PROBLEM REQUIREMENTS: Please return the lines of the data below, word for word, from the first line through the line containing "support and debugging".

INFORMATION PROVIDED:
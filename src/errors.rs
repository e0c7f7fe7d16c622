use axum::{
    http::StatusCode,
    response::{IntoResponse, Response},
    Json,
};
use serde::{Deserialize, Serialize};
use utoipa::ToSchema;

fn current_request_id() -> Option<String> {
    crate::request_id::current_request_id().map(|rid| rid.as_str().to_string())
}

/// Standard error payload returned by every failed request
#[derive(Debug, Serialize, Deserialize, ToSchema)]
#[schema(example = json!({
    "error": "Not Found",
    "message": "Order with ID 550e8400-e29b-41d4-a716-446655440000 not found",
    "details": null,
    "request_id": "req-abc123xyz",
    "timestamp": "2025-06-09T10:30:00.000Z"
}))]
pub struct ErrorResponse {
    /// HTTP status category (e.g., "Not Found", "Bad Request")
    #[schema(example = "Not Found")]
    pub error: String,
    /// Human-readable error description
    #[schema(example = "Order with ID 550e8400-e29b-41d4-a716-446655440000 not found")]
    pub message: String,
    /// Additional error details (validation errors)
    #[serde(skip_serializing_if = "Option::is_none")]
    pub details: Option<String>,
    /// Unique request identifier for support and debugging
    #[serde(skip_serializing_if = "Option::is_none")]
    #[schema(example = "req-abc123xyz")]
    pub request_id: Option<String>,
    /// ISO 8601 timestamp when error occurred
    pub timestamp: String,
}

#[derive(Debug, thiserror::Error, Serialize)]
pub enum ServiceError {
    #[error("Database error: {0}")]
    DatabaseError(
        #[from]
        #[serde(skip)]
        sea_orm::error::DbErr,
    ),

    #[error("Not found: {0}")]
    NotFound(String),

    #[error("Validation error: {0}")]
    ValidationError(String),

    #[error("Authentication error: {0}")]
    AuthError(String),

    #[error("Invalid operation: {0}")]
    InvalidOperation(String),

    #[error("Invalid input: {0}")]
    InvalidInput(String),

    #[error("Invalid status: {0}")]
    InvalidStatus(String),

    #[error("Internal error: {0}")]
    InternalError(String),

    #[error("Internal server error")]
    InternalServerError,

    #[error("Unauthorized: {0}")]
    Unauthorized(String),

    #[error("Forbidden: {0}")]
    Forbidden(String),

    #[error("JWT error: {0}")]
    JwtError(String),

    #[error("Hash error: {0}")]
    HashError(String),

    #[error("Bad request: {0}")]
    BadRequest(String),

    #[error("Conflict: {0}")]
    Conflict(String),

    #[error("Insufficient stock: {0}")]
    InsufficientStock(String),

    #[error("Other error: {0}")]
    Other(
        #[from]
        #[serde(skip)]
        anyhow::Error,
    ),
}

impl From<validator::ValidationErrors> for ServiceError {
    fn from(err: validator::ValidationErrors) -> Self {
        ServiceError::ValidationError(err.to_string())
    }
}

impl ServiceError {
    /// Returns the HTTP status code for this error.
    /// This is the single source of truth for error-to-status mapping.
    pub fn status_code(&self) -> StatusCode {
        match self {
            Self::DatabaseError(_) => StatusCode::INTERNAL_SERVER_ERROR,
            Self::NotFound(_) => StatusCode::NOT_FOUND,
            Self::ValidationError(_)
            | Self::InvalidOperation(_)
            | Self::InvalidInput(_)
            | Self::InvalidStatus(_)
            | Self::BadRequest(_) => StatusCode::BAD_REQUEST,
            Self::AuthError(_) | Self::Unauthorized(_) | Self::JwtError(_) => {
                StatusCode::UNAUTHORIZED
            }
            Self::Forbidden(_) => StatusCode::FORBIDDEN,
            Self::InternalError(_)
            | Self::InternalServerError
            | Self::HashError(_)
            | Self::Other(_) => StatusCode::INTERNAL_SERVER_ERROR,
            Self::Conflict(_) => StatusCode::CONFLICT,
            Self::InsufficientStock(_) => StatusCode::UNPROCESSABLE_ENTITY,
        }
    }

    /// Returns the error message suitable for HTTP responses.
    /// Internal errors return generic messages to avoid leaking implementation details.
    pub fn response_message(&self) -> String {
        match self {
            Self::DatabaseError(_) => "Database error".to_string(),
            Self::HashError(_) | Self::InternalError(_) | Self::Other(_) => {
                "Internal server error".to_string()
            }
            Self::InternalServerError => "Internal server error".to_string(),
            // User-facing errors carry the actual message
            _ => self.to_string(),
        }
    }
}

impl IntoResponse for ServiceError {
    fn into_response(self) -> Response {
        let status = self.status_code();
        let error_message = self.response_message();

        let request_id = current_request_id();
        let err = ErrorResponse {
            error: status.canonical_reason().unwrap_or("Error").to_string(),
            message: error_message,
            details: None,
            request_id,
            timestamp: chrono::Utc::now().to_rfc3339(),
        };

        (status, Json(err)).into_response()
    }
}

pub type AppError = ServiceError;

#[cfg(test)]
mod tests {
    use super::*;
    use axum::{body::to_bytes, http::StatusCode};

    #[tokio::test]
    async fn service_error_response_includes_request_id() {
        let response = crate::request_id::scope_request_id(
            crate::request_id::RequestId::new("req-123"),
            async { ServiceError::NotFound("missing".into()).into_response() },
        )
        .await;
        assert_eq!(response.status(), StatusCode::NOT_FOUND);

        let body = to_bytes(response.into_body(), usize::MAX).await.unwrap();
        let payload: ErrorResponse = serde_json::from_slice(&body).unwrap();
        assert_eq!(payload.request_id.as_deref(), Some("req-123"));
    }

    #[test]
    fn service_error_status_code_mapping() {
        assert_eq!(
            ServiceError::NotFound("x".into()).status_code(),
            StatusCode::NOT_FOUND
        );
        assert_eq!(
            ServiceError::ValidationError("x".into()).status_code(),
            StatusCode::BAD_REQUEST
        );
        assert_eq!(
            ServiceError::InvalidStatus("x".into()).status_code(),
            StatusCode::BAD_REQUEST
        );
        assert_eq!(
            ServiceError::Unauthorized("x".into()).status_code(),
            StatusCode::UNAUTHORIZED
        );
        assert_eq!(
            ServiceError::Forbidden("x".into()).status_code(),
            StatusCode::FORBIDDEN
        );
        assert_eq!(
            ServiceError::Conflict("x".into()).status_code(),
            StatusCode::CONFLICT
        );
        assert_eq!(
            ServiceError::InsufficientStock("x".into()).status_code(),
            StatusCode::UNPROCESSABLE_ENTITY
        );
        assert_eq!(
            ServiceError::InternalServerError.status_code(),
            StatusCode::INTERNAL_SERVER_ERROR
        );
    }

    #[test]
    fn service_error_response_message_hides_internal_details() {
        // Internal errors should NOT expose implementation details
        assert_eq!(
            ServiceError::HashError("sensitive".into()).response_message(),
            "Internal server error"
        );
        assert_eq!(
            ServiceError::InternalError("stack trace".into()).response_message(),
            "Internal server error"
        );

        // User-facing errors SHOULD include the actual message
        assert_eq!(
            ServiceError::NotFound("Order not found".into()).response_message(),
            "Not found: Order not found"
        );
        assert_eq!(
            ServiceError::ValidationError("Invalid email".into()).response_message(),
            "Validation error: Invalid email"
        );
    }
}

ANSWER:
filename src/errors.rs
repository e0c7f7fe7d16c622
use axum::{
    http::StatusCode,
    response::{IntoResponse, Response},
    Json,
};
use serde::{Deserialize, Serialize};
use utoipa::ToSchema;

fn current_request_id() -> Option<String> {
    crate::request_id::current_request_id().map(|rid| rid.as_str().to_string())
}

/// Standard error payload returned by every failed request
#[derive(Debug, Serialize, Deserialize, ToSchema)]
#[schema(example = json!({
    "error": "Not Found",
    "message": "Order with ID 550e8400-e29b-41d4-a716-446655440000 not found",
    "details": null,
    "request_id": "req-abc123xyz",
    "timestamp": "2025-06-09T10:30:00.000Z"
}))]
pub struct ErrorResponse {
    /// HTTP status category (e.g., "Not Found", "Bad Request")
    #[schema(example = "Not Found")]
    pub error: String,
    /// Human-readable error description
    #[schema(example = "Order with ID 550e8400-e29b-41d4-a716-446655440000 not found")]
    pub message: String,
    /// Additional error details (validation errors)
    #[serde(skip_serializing_if = "Option::is_none")]
    pub details: Option<String>,
    /// Unique request identifier for support and debugging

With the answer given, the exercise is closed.